In News: A variety of potatoes developed by FMCG giant Pepsico’s India division has triggered a patent-infringement battle in the country.

The snacks and beverages major has sued a few farmers in Gujarat for growing potatoes which the company uses to make its Lay’s chips.

  • The MNC had sought Rs 1 crore each from four farmers for cultivating the FC5 potato variety. The particular potato requires lower moisture content as it is used to make snacks as potato chips.
  • In an Ahmedabad commercial court, the company claimed it is the registered breeder of FC5 under India’s Protection of Plant Varieties and Farmers’ Rights Act.
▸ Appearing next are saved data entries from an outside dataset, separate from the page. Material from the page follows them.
//! Uploaded table with declared column types.

use std::collections::HashSet;
use std::fmt;

use serde::{Deserialize, Serialize};

use crate::error::{DataError, Result};

/// Declared type of a column, inferred once when the table is read.
#[derive(Debug, Clone, Copy, PartialEq, Eq, Serialize, Deserialize)]
#[serde(rename_all = "snake_case")]
pub enum CellType {
    /// Every non-missing cell is an integer
    Integer,
    /// Every non-missing cell is a number (or the column is entirely missing)
    Float,
    /// Every non-missing cell is `true` or `false`
    Boolean,
    /// Text whose every non-missing cell is a timestamp
    DateTime,
    /// Anything else
    Text,
}

impl CellType {
    /// Role a column of this type can play when building a series.
    pub fn role(&self) -> ColumnRole {
        match self {
            CellType::DateTime | CellType::Text => ColumnRole::DateLike,
            CellType::Integer | CellType::Float => ColumnRole::Numeric,
            CellType::Boolean => ColumnRole::Other,
        }
    }
}

/// Role tag computed for every column.
#[derive(Debug, Clone, Copy, PartialEq, Eq, Hash, Serialize, Deserialize)]
#[serde(rename_all = "snake_case")]
pub enum ColumnRole {
    /// Candidate timestamp axis
    DateLike,
    /// Candidate value axis
    Numeric,
    /// Neither
    Other,
}

impl fmt::Display for ColumnRole {
    fn fmt(&self, f: &mut fmt::Formatter<'_>) -> fmt::Result {
        let s = match self {
            ColumnRole::DateLike => "date-like",
            ColumnRole::Numeric => "numeric",
            ColumnRole::Other => "other",
        };
        write!(f, "{}", s)
    }
}

/// A named column of raw cells. `None` marks a missing value.
#[derive(Debug, Clone, PartialEq, Serialize, Deserialize)]
pub struct Column {
    pub name: String,
    pub cell_type: CellType,
    pub cells: Vec<Option<String>>,
}

impl Column {
    pub fn new(name: impl Into<String>, cell_type: CellType, cells: Vec<Option<String>>) -> Self {
        Self {
            name: name.into(),
            cell_type,
            cells,
        }
    }

    /// Role derived from the declared cell type.
    pub fn role(&self) -> ColumnRole {
        self.cell_type.role()
    }

    /// Raw cell at `row`, `None` when missing or out of range.
    pub fn get(&self, row: usize) -> Option<&str> {
        self.cells.get(row).and_then(|c| c.as_deref())
    }

    /// Numeric value at `row`, `None` when missing or not a number.
    pub fn numeric(&self, row: usize) -> Option<f64> {
        self.get(row).and_then(|c| c.trim().parse::<f64>().ok())
    }

    /// Number of non-missing cells.
    pub fn non_missing(&self) -> usize {
        self.cells.iter().filter(|c| c.is_some()).count()
    }
}

/// First rows of a table, rendered as strings.
#[derive(Debug, Clone, PartialEq, Serialize, Deserialize)]
pub struct Preview {
    pub headers: Vec<String>,
    pub rows: Vec<Vec<String>>,
    pub total_rows: usize,
}

/// Rectangular dataset with named, typed columns.
///
/// Ephemeral: built per upload, never persisted.
#[derive(Debug, Clone, PartialEq, Serialize, Deserialize)]
pub struct Table {
    columns: Vec<Column>,
    n_rows: usize,
}

impl Table {
    /// Build a table, checking that every column has the same length and
    /// that names are unique and non-empty.
    pub fn new(columns: Vec<Column>) -> Result<Self> {
        let n_rows = columns.first().map(|c| c.cells.len()).unwrap_or(0);

        let mut seen = HashSet::new();
        for (index, column) in columns.iter().enumerate() {
            if column.name.trim().is_empty() {
                return Err(DataError::EmptyHeader { index });
            }
            if !seen.insert(column.name.as_str()) {
                return Err(DataError::DuplicateHeader(column.name.clone()));
            }
            if column.cells.len() != n_rows {
                return Err(DataError::InvalidTable(format!(
                    "column '{}' has {} cells, expected {}",
                    column.name,
                    column.cells.len(),
                    n_rows
                )));
            }
        }

        Ok(Self { columns, n_rows })
    }

    pub fn columns(&self) -> &[Column] {
        &self.columns
    }

    pub fn column(&self, name: &str) -> Option<&Column> {
        self.columns.iter().find(|c| c.name == name)
    }

    pub fn column_names(&self) -> Vec<&str> {
        self.columns.iter().map(|c| c.name.as_str()).collect()
    }

    pub fn n_rows(&self) -> usize {
        self.n_rows
    }

    pub fn n_columns(&self) -> usize {
        self.columns.len()
    }

    pub fn is_empty(&self) -> bool {
        self.n_rows == 0
    }

    /// First `rows` rows. Missing cells render as `NaN`.
    pub fn preview(&self, rows: usize) -> Preview {
        let shown = rows.min(self.n_rows);
        let rows = (0..shown)
            .map(|r| {
                self.columns
                    .iter()
                    .map(|c| c.get(r).unwrap_or("NaN").to_string())
                    .collect()
            })
            .collect();

        Preview {
            headers: self.columns.iter().map(|c| c.name.clone()).collect(),
            rows,
            total_rows: self.n_rows,
        }
    }
}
PepsiCo has been developing and registering a variety of potatoes in India since the production of Lay’s took a hit in 2008. The overall supply of potatoes was hit that year due to crop failure in the states of Maharashtra, Karnataka, and Punjab. The company currently works with 24,000 farmers across the country in states like West Bengal, Maharashtra, Punjab, Gujarat, Uttar Pradesh, Karnataka, Bihar, Haryana, and Chhattisgarh.

The Potato Conundrum

The variety

The patent is for the potato plant variety FL-2027 (commercial name FC-5). Pepsi’s North America subsidiary Frito-Lay has the patent until October 2023. For India, PIH has patented FC-5 until January 2031 under the Protection of Plant Varieties and Farmers’ Rights (PPV&FR) Act, 2001.

The allegation & defence

PIH, which has a buyback agreement with Gujarat farmers, accused the 11 farmers — three of whom earlier had contracts with the company — of illegally growing, producing and selling the variety “without permission of PIH”.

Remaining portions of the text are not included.